Beef Stir-Fry with Peanut Sauce

Beef Stir-Fry with Peanut Sauce
Prep Time
10 min
Cook Time
15 min
Yield
6 servings
Ingredients
- 2 tablespoons cornstarch
- 3/4 cup water
- 2 tablespoons plus 1-1/2 teaspoons chunky peanut butter
- 4 tablespoons reduced-sodium soy sauce, divided
- 2 tablespoons olive oil
- 1-1/2 pounds beef top sirloin steak, thinly sliced
- 1/4 teaspoon pepper
- 1 each medium green, sweet red and yellow pepper, julienned
- 1 can (8 ounces) bamboo shoots, drained
- 1/2 cup julienned carrot
- 1/2 teaspoon crushed red pepper flakes
- 1-1/2 teaspoons minced garlic
- Hot cooked rice
Directions
- In a small bowl, combine cornstarch and water until smooth. Stir in peanut butter and 3 tablespoons soy sauce; set aside.
- In a large skillet or wok, heat oil over medium-high heat. Add beef, pepper and remaining 1 tablespoon soy sauce. Cook and stir until meat is no longer pink, 4-6 minutes; remove and keep warm. Add peppers, bamboo shoots, carrot and pepper flakes; cook and stir until peppers are crisp-tender, 2-3 minutes. Add garlic; cook 1 minute longer.

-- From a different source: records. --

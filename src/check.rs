//! The integration check: one request in, one upstream call, one report out.

use serde::Deserialize;
use serde_json::Value;

use crate::domain::{StoreDomain, clean_store_url};
use crate::error::CheckError;
use crate::report::tables::{operation_results, permission_checks, troubleshooting};
use crate::report::{ConnectionReport, ErrorReport, ReportStatus, ShopDetails, SuccessReport};
use crate::shopify::{ShopApi, ShopResponse};
use crate::token::TokenKind;

/// Body of a check request. `shop_url` is accepted for older clients.
#[derive(Debug, Clone, Default, Deserialize)]
pub struct IntegrationRequest {
    #[serde(default, alias = "shop_url")]
    pub store_url: Option<String>,
    #[serde(default)]
    pub access_token: Option<String>,
}

impl IntegrationRequest {
    pub fn new(store_url: impl Into<String>, access_token: impl Into<String>) -> Self {
        Self {
            store_url: Some(store_url.into()),
            access_token: Some(access_token.into()),
        }
    }

    /// Parse a raw request body. Unparseable bodies are unexpected errors, not
    /// validation errors.
    pub fn from_json(body: &[u8]) -> Result<Self, CheckError> {
        serde_json::from_slice(body).map_err(|e| CheckError::Unexpected(e.to_string()))
    }

    /// Both fields, or a validation error. Blank values count as missing. The
    /// token is returned exactly as received.
    fn fields(&self) -> Result<(&str, &str), CheckError> {
        fn present(field: &Option<String>) -> Option<&str> {
            field
                .as_deref()
                .filter(|value| !value.trim().is_empty())
        }
        match (present(&self.store_url), present(&self.access_token)) {
            (Some(store_url), Some(access_token)) => Ok((store_url, access_token)),
            _ => Err(CheckError::missing_parameters()),
        }
    }
}

/// Run a check against `api`.
///
/// Upstream failures come back as [`CheckError::Upstream`] carrying a full
/// error report with troubleshooting hints.
pub async fn check_integration(
    api: &dyn ShopApi,
    api_version: &str,
    request: &IntegrationRequest,
) -> Result<SuccessReport, CheckError> {
    let (store_url, access_token) = request.fields()?;
    // `https://` and friends clean down to nothing.
    if clean_store_url(store_url).is_empty() {
        return Err(CheckError::missing_parameters());
    }
    let mut domain = StoreDomain::resolve(store_url);

    let kind = TokenKind::classify(access_token);
    tracing::info!(
        domain = %domain.selected,
        token_type = kind.label(),
        "checking integration"
    );

    let response = api
        .fetch_shop(&domain.selected, access_token)
        .await
        .map_err(|e| {
            tracing::warn!(domain = %domain.selected, error = %e, "shop request failed");
            CheckError::Unexpected(e.to_string())
        })?;

    if !response.is_success() {
        return Err(upstream_failure(&response, &mut domain, api_version));
    }

    let payload: Value = serde_json::from_str(&response.body)
        .map_err(|e| CheckError::Unexpected(format!("invalid shop response: {e}")))?;
    let shop = payload
        .get("shop")
        .filter(|shop| !shop.is_null())
        .cloned()
        .ok_or_else(|| {
            CheckError::Unexpected("shop response did not include a shop object".to_string())
        })?;

    tracing::info!(
        domain = %domain.selected,
        token_type = kind.label(),
        "integration successful"
    );

    let mut connection = ConnectionReport::new(&domain, api_version);
    connection.token_type = Some(kind.label().to_string());

    Ok(SuccessReport {
        status: ReportStatus::Success,
        message: "Integration successful!".to_string(),
        details: ShopDetails::from_shop(&shop),
        connection,
        permissions: permission_checks(kind, &shop, api_version),
        operations: operation_results(kind),
        raw: shop,
    })
}

fn upstream_failure(
    response: &ShopResponse,
    domain: &mut StoreDomain,
    api_version: &str,
) -> CheckError {
    let (message, details) = describe_failure(response);
    tracing::warn!(
        domain = %domain.selected,
        status = response.status,
        %message,
        "shopify rejected the check"
    );

    let troubleshooting = troubleshooting(response.status, domain);
    CheckError::Upstream {
        status: response.status,
        report: Box::new(ErrorReport {
            status: ReportStatus::Error,
            message,
            details,
            connection: ConnectionReport::new(domain, api_version),
            troubleshooting,
        }),
    }
}

/// Message and details for a non-2xx answer. Shopify's `errors` field wins
/// when the body is JSON; otherwise fall back to the status line.
fn describe_failure(response: &ShopResponse) -> (String, Value) {
    let status = response.status;
    match serde_json::from_str::<Value>(&response.body) {
        Ok(details) => {
            let message = match details.get("errors") {
                Some(Value::String(s)) if !s.is_empty() => s.clone(),
                Some(errors) if is_truthy(errors) => errors.to_string(),
                _ => format!("API request failed with status code: {status}"),
            };
            (message, details)
        }
        Err(_) => {
            let reason = reqwest::StatusCode::from_u16(status)
                .ok()
                .and_then(|s| s.canonical_reason())
                .unwrap_or_default();
            (format!("{status}: {reason}"), Value::Null)
        }
    }
}

fn is_truthy(value: &Value) -> bool {
    match value {
        Value::Null => false,
        Value::Bool(b) => *b,
        Value::Number(n) => n.as_f64().is_some_and(|n| n != 0.0),
        Value::String(s) => !s.is_empty(),
        Value::Array(_) | Value::Object(_) => true,
    }
}
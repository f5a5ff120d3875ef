//! Terminal side of the checker: the interactive check form and report loading.

use std::io::{BufRead, Read, Write};
use std::path::Path;

use anyhow::{Context, Result};
use serde_json::Value;

use crate::check::{IntegrationRequest, check_integration};
use crate::error::CheckError;
use crate::report::normalize::{NormalizedReport, failure, normalize};
use crate::shopify::ShopApi;

/// Line-oriented prompts over any reader/writer pair.
pub struct Prompter<R, W> {
    input: R,
    output: W,
}

impl<R: BufRead, W: Write> Prompter<R, W> {
    pub fn new(input: R, output: W) -> Self {
        Self { input, output }
    }

    /// Print `label` and read one trimmed line. EOF reads as an empty answer.
    pub fn ask(&mut self, label: &str) -> Result<String> {
        write!(self.output, "{label}")?;
        self.output.flush()?;
        let mut line = String::new();
        self.input.read_line(&mut line)?;
        Ok(line.trim().to_string())
    }

    pub fn confirm(&mut self, question: &str) -> Result<bool> {
        let answer = self.ask(question)?;
        Ok(matches!(answer.to_ascii_lowercase().as_str(), "y" | "yes"))
    }

    pub fn say(&mut self, line: &str) -> Result<()> {
        writeln!(self.output, "{line}")?;
        Ok(())
    }

    pub fn into_output(self) -> W {
        self.output
    }
}

/// Result of a terminal check.
#[derive(Debug)]
pub struct CheckOutcome {
    /// The response body the HTTP endpoint would have sent. `None` when the
    /// check never got an answer from the store.
    pub raw: Option<Value>,
    pub report: NormalizedReport,
}

/// Run the check form. Fields passed in are used for the first attempt only.
///
/// When the store cannot be reached the error is shown and, if `allow_retry`
/// is set, the user may try again with both fields asked for afresh.
pub async fn run_check<R: BufRead, W: Write>(
    api: &dyn ShopApi,
    api_version: &str,
    mut store: Option<String>,
    mut token: Option<String>,
    prompter: &mut Prompter<R, W>,
    allow_retry: bool,
) -> Result<CheckOutcome> {
    loop {
        let store_url = match store.take() {
            Some(store) => store,
            None => prompter.ask("Store URL: ")?,
        };
        let access_token = match token.take() {
            Some(token) => token,
            None => prompter.ask("Access token: ")?,
        };
        let request = IntegrationRequest::new(store_url, access_token);

        prompter.say(&format!(
            "Testing {}...",
            request.store_url.as_deref().unwrap_or_default()
        ))?;
        let raw = match check_integration(api, api_version, &request).await {
            Ok(report) => serde_json::to_value(&report)?,
            Err(CheckError::Unexpected(message)) => {
                prompter.say(&format!("\nerror testing integration: {message}"))?;
                if allow_retry && prompter.confirm("Try again? [y/N] ")? {
                    continue;
                }
                return Ok(CheckOutcome {
                    raw: None,
                    report: failure(message),
                });
            }
            Err(e) => e.body(),
        };

        let report = normalize(&raw)?;
        return Ok(CheckOutcome {
            raw: Some(raw),
            report,
        });
    }
}

/// Load a saved report from `path`, or from `stdin` when no path is given.
pub fn read_report<R: Read>(path: Option<&Path>, mut stdin: R) -> Result<NormalizedReport> {
    let raw = match path {
        Some(path) => std::fs::read_to_string(path)
            .with_context(|| format!("failed to read {}", path.display()))?,
        None => {
            let mut buf = String::new();
            stdin
                .read_to_string(&mut buf)
                .context("failed to read report from stdin")?;
            buf
        }
    };
    let value: Value = serde_json::from_str(&raw).context("report is not JSON")?;
    normalize(&value)
}
use anyhow::{Context, Result};
use async_trait::async_trait;

use super::{ShopApi, ShopResponse};
use crate::config::Config;
use crate::consts::{ACCESS_TOKEN_HEADER, shop_endpoint};

/// Calls the Shopify Admin API over HTTP.
pub struct HttpShopApi {
    client: reqwest::Client,
    scheme: String,
    api_version: String,
}

impl HttpShopApi {
    pub fn from_config(config: &Config) -> Result<Self> {
        let client = reqwest::Client::builder()
            .timeout(config.upstream_timeout)
            .user_agent(concat!("shopcheck/", env!("CARGO_PKG_VERSION")))
            .build()
            .context("failed to build HTTP client")?;
        Ok(Self {
            client,
            scheme: config.upstream_scheme.clone(),
            api_version: config.api_version.clone(),
        })
    }

    /// Full URL of the shop endpoint for a domain.
    pub fn shop_url(&self, domain: &str) -> String {
        format!(
            "{}://{}{}",
            self.scheme,
            domain,
            shop_endpoint(&self.api_version)
        )
    }
}

#[async_trait]
impl ShopApi for HttpShopApi {
    async fn fetch_shop(&self, domain: &str, access_token: &str) -> Result<ShopResponse> {
        let url = self.shop_url(domain);
        tracing::debug!(%url, "requesting shop");

        let resp = self
            .client
            .get(&url)
            .header(ACCESS_TOKEN_HEADER, access_token)
            .header("Content-Type", "application/json")
            .send()
            .await?;

        let status = resp.status().as_u16();
        let body = resp
            .text()
            .await
            .context("failed to read shop response")?;

        Ok(ShopResponse { status, body })
    }
}

#[cfg(test)]
mod tests {
    use super::*;

    #[test]
    fn shop_url_uses_scheme_and_version() {
        let api = HttpShopApi::from_config(&Config::default()).unwrap();
        assert_eq!(
            api.shop_url("myshop.myshopify.com"),
            "https://myshop.myshopify.com/admin/api/2024-01/shop.json"
        );
    }

    #[test]
    fn shop_url_for_local_stub() {
        let api = HttpShopApi::from_config(&Config::for_tests()).unwrap();
        assert_eq!(
            api.shop_url("127.0.0.1:4000"),
            "http://127.0.0.1:4000/admin/api/2024-01/shop.json"
        );
    }
}
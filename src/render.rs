//! Plain-text rendering of a normalized report.

use crate::report::normalize::{NormalizedReport, OverallResult, RowStatus, StatusRow};

fn icon(status: RowStatus) -> &'static str {
    match status {
        RowStatus::Success => "✓",
        RowStatus::Warning => "!",
        RowStatus::Error => "✗",
    }
}

fn overall_label(overall: OverallResult) -> &'static str {
    match overall {
        OverallResult::Success => "✓ SUCCESS",
        OverallResult::Partial => "! PARTIAL",
        OverallResult::Failed => "✗ FAILED",
    }
}

/// Render every section of the report. Empty sections are skipped.
pub fn render(report: &NormalizedReport) -> String {
    let width = report
        .rows()
        .map(|row| row.name.chars().count())
        .max()
        .unwrap_or(10);

    let mut out = String::new();
    section(&mut out, "connection", &report.connection_results, width);
    section(&mut out, "permissions", &report.permissions_results, width);
    section(&mut out, "operations", &report.operations_results, width);

    if !report.errors.is_empty() {
        out.push_str("\nerrors\n");
        for (i, error) in report.errors.iter().enumerate() {
            out.push_str(&format!("  {}. {error}\n", i + 1));
        }
    }

    if let Some(overall) = report.overall_result {
        out.push_str(&format!(
            "\nresult  {}\n        {}\n",
            overall_label(overall),
            report.result_message
        ));
    }

    if !report.recommended_domain.is_empty() {
        out.push_str(&format!(
            "\nrecommended domain  {}\n",
            report.recommended_domain
        ));
    }

    out
}

fn section(out: &mut String, title: &str, rows: &[StatusRow], width: usize) {
    if rows.is_empty() {
        return;
    }
    out.push_str(&format!("\n{title}\n"));
    for row in rows {
        out.push_str(&format!(
            "  {} {:<width$}  {}\n",
            icon(row.status),
            row.name,
            row.message
        ));
    }
}
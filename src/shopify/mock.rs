use anyhow::Result;
use async_trait::async_trait;
use std::sync::Mutex;
use std::sync::atomic::{AtomicUsize, Ordering};

use super::{ShopApi, ShopResponse};

/// A scripted shop API for tests. Returns pre-defined answers in order and
/// records every `(domain, token)` it was called with.
pub struct MockShopApi {
    answers: Vec<std::result::Result<ShopResponse, String>>,
    index: AtomicUsize,
    calls: Mutex<Vec<(String, String)>>,
}

impl MockShopApi {
    pub fn new(answers: Vec<std::result::Result<ShopResponse, String>>) -> Self {
        Self {
            answers,
            index: AtomicUsize::new(0),
            calls: Mutex::new(Vec::new()),
        }
    }

    /// Always answer with one response.
    pub fn respond(status: u16, body: impl Into<String>) -> Self {
        Self::new(vec![Ok(ShopResponse::new(status, body))])
    }

    /// Fail as if the connection could not be made.
    pub fn unreachable(message: &str) -> Self {
        Self::new(vec![Err(message.to_string())])
    }

    pub fn calls(&self) -> Vec<(String, String)> {
        self.calls.lock().unwrap().clone()
    }
}

#[async_trait]
impl ShopApi for MockShopApi {
    async fn fetch_shop(&self, domain: &str, access_token: &str) -> Result<ShopResponse> {
        self.calls
            .lock()
            .unwrap()
            .push((domain.to_string(), access_token.to_string()));

        let i = self.index.fetch_add(1, Ordering::SeqCst);
        let answer = self
            .answers
            .get(i)
            .or_else(|| self.answers.last())
            .ok_or_else(|| anyhow::anyhow!("MockShopApi: no answers scripted"))?;
        answer.clone().map_err(|message| anyhow::anyhow!(message))
    }
}
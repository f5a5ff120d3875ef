use serde::Serialize;
use serde_json::Value;
use thiserror::Error;

use crate::report::{ErrorReport, ReportStatus};

/// Every way a check can fail, each tied to the HTTP status it answers with.
#[derive(Debug, Error)]
pub enum CheckError {
    /// Missing or empty request fields.
    #[error("{0}")]
    Validation(String),
    #[error("Method not allowed")]
    MethodNotAllowed,
    /// Shopify answered with a non-2xx status. The status is mirrored back.
    #[error("upstream returned {status}: {}", .report.message)]
    Upstream {
        status: u16,
        report: Box<ErrorReport>,
    },
    /// Malformed input, unreadable upstream payloads, transport failures.
    #[error("{0}")]
    Unexpected(String),
}

/// Body for failures that never reached Shopify.
#[derive(Debug, Serialize)]
pub struct ErrorBody {
    pub status: ReportStatus,
    pub message: String,
}

impl CheckError {
    pub fn missing_parameters() -> Self {
        Self::Validation("Missing required parameters".to_string())
    }

    pub fn status(&self) -> u16 {
        match self {
            Self::Validation(_) => 400,
            Self::MethodNotAllowed => 405,
            Self::Upstream { status, .. } => *status,
            Self::Unexpected(_) => 500,
        }
    }

    /// JSON body to send back for this error.
    pub fn body(&self) -> Value {
        let encoded = match self {
            Self::Upstream { report, .. } => serde_json::to_value(report.as_ref()),
            other => serde_json::to_value(ErrorBody {
                status: ReportStatus::Error,
                message: other.to_string(),
            }),
        };
        encoded.unwrap_or_else(|e| {
            serde_json::json!({ "status": "error", "message": e.to_string() })
        })
    }
}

- Stir cornstarch mixture and add to pan. Bring to a boil; cook and stir until thickened, about 1 minute. Return beef mixture to pan. Serve with rice.
Nutrition Facts
3/4 cup: 268 calories, 13g fat (3g saturated fat), 46mg cholesterol, 708mg sodium, 10g carbohydrate (3g sugars, 2g fiber), 28g protein. Diabetic Exchanges: 3 lean meat, 2 fat, 1 vegetable.